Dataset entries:
━━━━━━━━━━━━━━━━━━━━━━━━━━━━━━

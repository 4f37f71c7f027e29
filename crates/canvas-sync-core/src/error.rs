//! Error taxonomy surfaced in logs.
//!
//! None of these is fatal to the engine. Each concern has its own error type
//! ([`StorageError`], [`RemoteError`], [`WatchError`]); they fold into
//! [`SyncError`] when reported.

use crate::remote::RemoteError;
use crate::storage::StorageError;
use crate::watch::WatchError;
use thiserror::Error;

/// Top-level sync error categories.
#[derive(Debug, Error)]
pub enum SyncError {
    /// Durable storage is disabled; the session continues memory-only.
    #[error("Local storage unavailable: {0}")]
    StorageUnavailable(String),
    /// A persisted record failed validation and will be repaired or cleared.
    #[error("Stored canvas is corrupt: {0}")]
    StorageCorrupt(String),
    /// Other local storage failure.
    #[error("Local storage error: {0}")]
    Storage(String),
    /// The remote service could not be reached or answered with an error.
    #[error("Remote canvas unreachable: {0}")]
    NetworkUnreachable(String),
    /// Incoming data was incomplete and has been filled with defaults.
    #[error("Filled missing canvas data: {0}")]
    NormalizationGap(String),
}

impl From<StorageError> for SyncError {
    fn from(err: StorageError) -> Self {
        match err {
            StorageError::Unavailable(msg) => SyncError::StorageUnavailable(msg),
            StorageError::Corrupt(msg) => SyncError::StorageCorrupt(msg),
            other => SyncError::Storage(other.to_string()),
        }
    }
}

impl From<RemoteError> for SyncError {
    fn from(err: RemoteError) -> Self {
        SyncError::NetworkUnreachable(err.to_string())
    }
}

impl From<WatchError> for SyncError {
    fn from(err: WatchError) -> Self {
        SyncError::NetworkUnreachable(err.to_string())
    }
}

━━━━━━━━━━━━━━━━━━━━━━━━━━━━━━

**TASK TO CARRY OUT**.
All that is needed is the exact run of lines above from the line containing "sync error categories." through the line containing "repaired or cleared.", both of them included.

**SOLUTION TO THIS EXERCISE**.
/// Top-level sync error categories.
#[derive(Debug, Error)]
pub enum SyncError {
    /// Durable storage is disabled; the session continues memory-only.
    #[error("Local storage unavailable: {0}")]
    StorageUnavailable(String),
    /// A persisted record failed validation and will be repaired or cleared.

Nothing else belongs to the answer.